▶ **YOUR OBJECTIVE**
What lines in this listing contain the string "struct"? Report each one by copying it.
━━━━━━━━━━━━━━━━
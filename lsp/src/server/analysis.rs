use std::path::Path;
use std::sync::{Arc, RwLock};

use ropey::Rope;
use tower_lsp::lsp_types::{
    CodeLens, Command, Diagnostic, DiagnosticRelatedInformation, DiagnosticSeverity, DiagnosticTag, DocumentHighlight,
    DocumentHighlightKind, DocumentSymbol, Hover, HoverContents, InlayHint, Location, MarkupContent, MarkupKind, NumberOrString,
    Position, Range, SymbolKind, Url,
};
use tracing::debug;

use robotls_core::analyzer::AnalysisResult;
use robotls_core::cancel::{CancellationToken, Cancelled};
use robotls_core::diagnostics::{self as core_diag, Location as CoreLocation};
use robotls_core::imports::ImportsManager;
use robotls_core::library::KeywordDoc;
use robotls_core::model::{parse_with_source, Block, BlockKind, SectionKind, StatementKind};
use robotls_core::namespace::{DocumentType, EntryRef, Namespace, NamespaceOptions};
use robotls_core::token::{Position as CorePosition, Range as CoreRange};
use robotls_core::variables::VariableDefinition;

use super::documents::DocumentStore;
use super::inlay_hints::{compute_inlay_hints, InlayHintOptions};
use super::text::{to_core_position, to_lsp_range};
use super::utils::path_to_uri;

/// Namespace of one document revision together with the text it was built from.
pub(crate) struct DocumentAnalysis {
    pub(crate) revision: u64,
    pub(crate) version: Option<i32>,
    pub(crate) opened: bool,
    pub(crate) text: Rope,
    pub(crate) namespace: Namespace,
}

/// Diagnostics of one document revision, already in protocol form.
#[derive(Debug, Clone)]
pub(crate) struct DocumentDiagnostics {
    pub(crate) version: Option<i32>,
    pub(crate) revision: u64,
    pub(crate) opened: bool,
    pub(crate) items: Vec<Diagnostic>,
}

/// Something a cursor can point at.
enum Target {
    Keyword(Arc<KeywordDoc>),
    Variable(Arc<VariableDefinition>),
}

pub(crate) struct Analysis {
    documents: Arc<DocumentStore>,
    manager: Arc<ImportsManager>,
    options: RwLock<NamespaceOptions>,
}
━━━━━━━━━━━━━━━━
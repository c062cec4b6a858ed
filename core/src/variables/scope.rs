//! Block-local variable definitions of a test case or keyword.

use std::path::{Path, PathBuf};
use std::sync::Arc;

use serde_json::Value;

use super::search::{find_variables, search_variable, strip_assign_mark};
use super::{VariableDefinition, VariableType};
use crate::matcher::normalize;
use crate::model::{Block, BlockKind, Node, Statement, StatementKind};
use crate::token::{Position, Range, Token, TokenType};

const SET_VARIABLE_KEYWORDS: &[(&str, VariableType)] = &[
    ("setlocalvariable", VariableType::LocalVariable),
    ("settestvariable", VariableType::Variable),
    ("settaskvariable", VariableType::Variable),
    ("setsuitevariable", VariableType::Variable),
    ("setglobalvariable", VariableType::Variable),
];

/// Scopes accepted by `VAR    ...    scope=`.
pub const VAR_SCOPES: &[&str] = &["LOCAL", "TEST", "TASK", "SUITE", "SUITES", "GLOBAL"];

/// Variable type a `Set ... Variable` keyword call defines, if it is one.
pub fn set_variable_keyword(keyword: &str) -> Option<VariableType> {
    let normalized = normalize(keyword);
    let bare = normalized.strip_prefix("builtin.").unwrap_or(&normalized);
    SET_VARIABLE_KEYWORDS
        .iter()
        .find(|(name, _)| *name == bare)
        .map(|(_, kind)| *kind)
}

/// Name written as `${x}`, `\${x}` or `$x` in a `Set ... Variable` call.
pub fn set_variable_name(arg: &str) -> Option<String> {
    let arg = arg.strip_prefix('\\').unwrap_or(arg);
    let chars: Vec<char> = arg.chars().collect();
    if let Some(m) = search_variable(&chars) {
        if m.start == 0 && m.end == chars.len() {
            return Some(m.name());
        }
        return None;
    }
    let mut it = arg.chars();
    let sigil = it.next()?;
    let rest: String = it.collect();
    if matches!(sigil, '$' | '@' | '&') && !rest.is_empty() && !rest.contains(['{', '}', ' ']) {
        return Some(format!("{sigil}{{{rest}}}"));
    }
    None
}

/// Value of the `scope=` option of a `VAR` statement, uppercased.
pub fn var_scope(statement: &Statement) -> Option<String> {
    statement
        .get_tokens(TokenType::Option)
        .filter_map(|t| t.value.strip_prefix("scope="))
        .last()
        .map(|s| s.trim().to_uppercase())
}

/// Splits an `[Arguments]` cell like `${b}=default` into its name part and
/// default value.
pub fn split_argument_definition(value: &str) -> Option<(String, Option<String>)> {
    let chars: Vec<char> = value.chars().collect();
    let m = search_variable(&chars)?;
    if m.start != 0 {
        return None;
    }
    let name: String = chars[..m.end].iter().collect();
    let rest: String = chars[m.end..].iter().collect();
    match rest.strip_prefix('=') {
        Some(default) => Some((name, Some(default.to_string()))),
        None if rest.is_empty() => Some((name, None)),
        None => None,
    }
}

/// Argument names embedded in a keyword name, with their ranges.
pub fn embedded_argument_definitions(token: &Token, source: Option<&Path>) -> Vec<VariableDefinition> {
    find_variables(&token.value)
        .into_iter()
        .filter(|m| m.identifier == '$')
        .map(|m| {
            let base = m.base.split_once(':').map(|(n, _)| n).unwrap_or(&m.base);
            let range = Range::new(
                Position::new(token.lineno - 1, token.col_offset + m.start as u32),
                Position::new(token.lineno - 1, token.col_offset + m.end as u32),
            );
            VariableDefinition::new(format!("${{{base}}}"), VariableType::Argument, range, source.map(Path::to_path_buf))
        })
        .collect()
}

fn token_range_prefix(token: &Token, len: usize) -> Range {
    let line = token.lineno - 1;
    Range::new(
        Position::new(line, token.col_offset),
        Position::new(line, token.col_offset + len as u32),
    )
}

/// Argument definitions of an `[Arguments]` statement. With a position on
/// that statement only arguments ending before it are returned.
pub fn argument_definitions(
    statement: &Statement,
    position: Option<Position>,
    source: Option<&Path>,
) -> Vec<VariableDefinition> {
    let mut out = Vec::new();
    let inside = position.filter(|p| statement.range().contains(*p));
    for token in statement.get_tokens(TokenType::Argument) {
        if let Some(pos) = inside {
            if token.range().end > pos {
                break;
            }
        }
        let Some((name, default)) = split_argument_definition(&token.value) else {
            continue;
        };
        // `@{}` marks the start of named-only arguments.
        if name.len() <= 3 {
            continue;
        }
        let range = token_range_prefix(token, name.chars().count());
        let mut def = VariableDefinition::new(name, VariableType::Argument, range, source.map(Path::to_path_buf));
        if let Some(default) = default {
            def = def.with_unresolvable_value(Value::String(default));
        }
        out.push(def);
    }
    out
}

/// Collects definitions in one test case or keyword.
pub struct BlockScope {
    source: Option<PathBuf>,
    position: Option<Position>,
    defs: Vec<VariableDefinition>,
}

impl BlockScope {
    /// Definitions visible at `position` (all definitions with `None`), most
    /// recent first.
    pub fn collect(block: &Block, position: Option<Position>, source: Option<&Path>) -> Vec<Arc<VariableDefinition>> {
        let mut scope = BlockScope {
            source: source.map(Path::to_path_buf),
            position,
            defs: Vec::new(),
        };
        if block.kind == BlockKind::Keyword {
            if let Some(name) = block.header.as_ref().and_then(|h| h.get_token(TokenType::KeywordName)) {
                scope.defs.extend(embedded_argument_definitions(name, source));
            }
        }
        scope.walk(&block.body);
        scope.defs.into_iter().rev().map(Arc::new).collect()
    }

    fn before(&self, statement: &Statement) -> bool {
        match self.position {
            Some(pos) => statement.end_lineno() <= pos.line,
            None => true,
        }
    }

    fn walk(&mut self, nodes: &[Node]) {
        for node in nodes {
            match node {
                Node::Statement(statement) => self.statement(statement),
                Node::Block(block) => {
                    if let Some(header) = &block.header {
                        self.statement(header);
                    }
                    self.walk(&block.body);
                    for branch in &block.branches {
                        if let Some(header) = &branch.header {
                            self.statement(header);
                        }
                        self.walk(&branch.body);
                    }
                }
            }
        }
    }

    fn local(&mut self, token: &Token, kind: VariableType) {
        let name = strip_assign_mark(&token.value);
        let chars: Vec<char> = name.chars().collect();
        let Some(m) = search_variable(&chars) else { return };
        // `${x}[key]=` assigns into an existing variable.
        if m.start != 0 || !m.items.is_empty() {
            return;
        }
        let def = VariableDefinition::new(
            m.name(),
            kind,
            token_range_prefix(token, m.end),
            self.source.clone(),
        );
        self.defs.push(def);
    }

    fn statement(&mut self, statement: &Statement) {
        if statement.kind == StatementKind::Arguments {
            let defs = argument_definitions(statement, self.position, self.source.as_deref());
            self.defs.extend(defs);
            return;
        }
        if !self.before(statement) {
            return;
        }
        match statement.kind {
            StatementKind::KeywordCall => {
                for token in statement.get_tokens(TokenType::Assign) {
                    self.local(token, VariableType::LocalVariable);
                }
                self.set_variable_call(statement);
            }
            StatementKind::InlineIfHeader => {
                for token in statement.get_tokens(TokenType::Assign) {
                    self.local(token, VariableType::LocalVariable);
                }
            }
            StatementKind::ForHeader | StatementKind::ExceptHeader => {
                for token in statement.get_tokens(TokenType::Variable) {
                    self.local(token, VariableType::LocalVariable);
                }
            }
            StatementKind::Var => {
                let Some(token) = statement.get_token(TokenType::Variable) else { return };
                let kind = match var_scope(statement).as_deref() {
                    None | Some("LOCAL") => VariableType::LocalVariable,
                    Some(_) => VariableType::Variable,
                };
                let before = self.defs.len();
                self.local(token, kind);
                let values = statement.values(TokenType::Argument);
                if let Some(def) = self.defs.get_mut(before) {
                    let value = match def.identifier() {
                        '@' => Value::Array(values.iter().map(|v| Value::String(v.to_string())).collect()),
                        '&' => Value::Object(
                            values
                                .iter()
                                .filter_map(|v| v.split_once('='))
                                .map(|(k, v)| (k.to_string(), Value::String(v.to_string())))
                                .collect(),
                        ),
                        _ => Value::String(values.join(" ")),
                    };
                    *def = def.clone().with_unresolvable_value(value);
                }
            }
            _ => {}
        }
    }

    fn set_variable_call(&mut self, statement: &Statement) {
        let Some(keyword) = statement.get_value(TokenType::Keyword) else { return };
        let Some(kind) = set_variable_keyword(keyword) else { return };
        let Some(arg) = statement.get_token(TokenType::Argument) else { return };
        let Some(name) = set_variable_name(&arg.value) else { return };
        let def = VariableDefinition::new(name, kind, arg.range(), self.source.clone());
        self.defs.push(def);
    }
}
━━━━━━━━━━━━━━━━
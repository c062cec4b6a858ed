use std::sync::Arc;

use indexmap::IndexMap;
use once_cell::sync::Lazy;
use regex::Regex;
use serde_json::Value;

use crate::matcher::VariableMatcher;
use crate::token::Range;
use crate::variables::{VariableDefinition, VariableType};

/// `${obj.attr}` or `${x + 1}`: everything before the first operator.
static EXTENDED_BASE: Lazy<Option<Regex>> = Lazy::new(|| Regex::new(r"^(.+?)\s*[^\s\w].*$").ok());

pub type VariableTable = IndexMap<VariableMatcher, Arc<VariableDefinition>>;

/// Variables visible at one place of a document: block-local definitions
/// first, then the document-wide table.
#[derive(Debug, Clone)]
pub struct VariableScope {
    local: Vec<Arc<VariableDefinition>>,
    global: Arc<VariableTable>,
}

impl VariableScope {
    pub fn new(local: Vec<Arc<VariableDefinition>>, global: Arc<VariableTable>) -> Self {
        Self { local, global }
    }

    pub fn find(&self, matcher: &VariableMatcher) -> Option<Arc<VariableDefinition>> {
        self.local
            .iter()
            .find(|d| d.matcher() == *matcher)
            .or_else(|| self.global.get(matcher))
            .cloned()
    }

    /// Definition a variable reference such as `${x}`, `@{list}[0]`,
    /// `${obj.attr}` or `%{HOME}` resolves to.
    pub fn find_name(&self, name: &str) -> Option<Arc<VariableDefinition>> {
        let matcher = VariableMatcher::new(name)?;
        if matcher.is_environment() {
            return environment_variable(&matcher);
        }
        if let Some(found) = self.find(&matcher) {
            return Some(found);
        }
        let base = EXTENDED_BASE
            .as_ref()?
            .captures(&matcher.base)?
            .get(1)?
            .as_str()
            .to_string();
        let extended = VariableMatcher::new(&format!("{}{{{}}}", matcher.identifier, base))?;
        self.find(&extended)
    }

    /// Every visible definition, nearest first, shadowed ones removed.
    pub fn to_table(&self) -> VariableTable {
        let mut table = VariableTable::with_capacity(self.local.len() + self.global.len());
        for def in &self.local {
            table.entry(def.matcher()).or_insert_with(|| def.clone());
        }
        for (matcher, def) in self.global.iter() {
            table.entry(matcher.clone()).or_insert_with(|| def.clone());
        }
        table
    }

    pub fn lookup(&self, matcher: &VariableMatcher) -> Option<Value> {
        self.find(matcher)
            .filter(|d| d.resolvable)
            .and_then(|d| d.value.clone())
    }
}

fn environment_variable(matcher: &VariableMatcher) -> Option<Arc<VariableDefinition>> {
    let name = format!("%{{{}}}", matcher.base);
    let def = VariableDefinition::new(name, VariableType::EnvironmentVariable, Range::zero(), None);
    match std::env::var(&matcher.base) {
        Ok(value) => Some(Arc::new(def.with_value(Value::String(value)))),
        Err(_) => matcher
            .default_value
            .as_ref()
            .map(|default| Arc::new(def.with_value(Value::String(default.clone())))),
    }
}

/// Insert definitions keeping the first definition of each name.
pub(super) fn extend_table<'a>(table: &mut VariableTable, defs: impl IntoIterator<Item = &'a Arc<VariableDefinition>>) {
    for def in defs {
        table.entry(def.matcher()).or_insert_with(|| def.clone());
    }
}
━━━━━━━━━━━━━━━━
▶ **WRITTEN ANSWER**
pub(crate) struct DocumentAnalysis {
pub(crate) struct DocumentDiagnostics {
pub(crate) struct Analysis {
pub struct BlockScope {
pub struct VariableScope {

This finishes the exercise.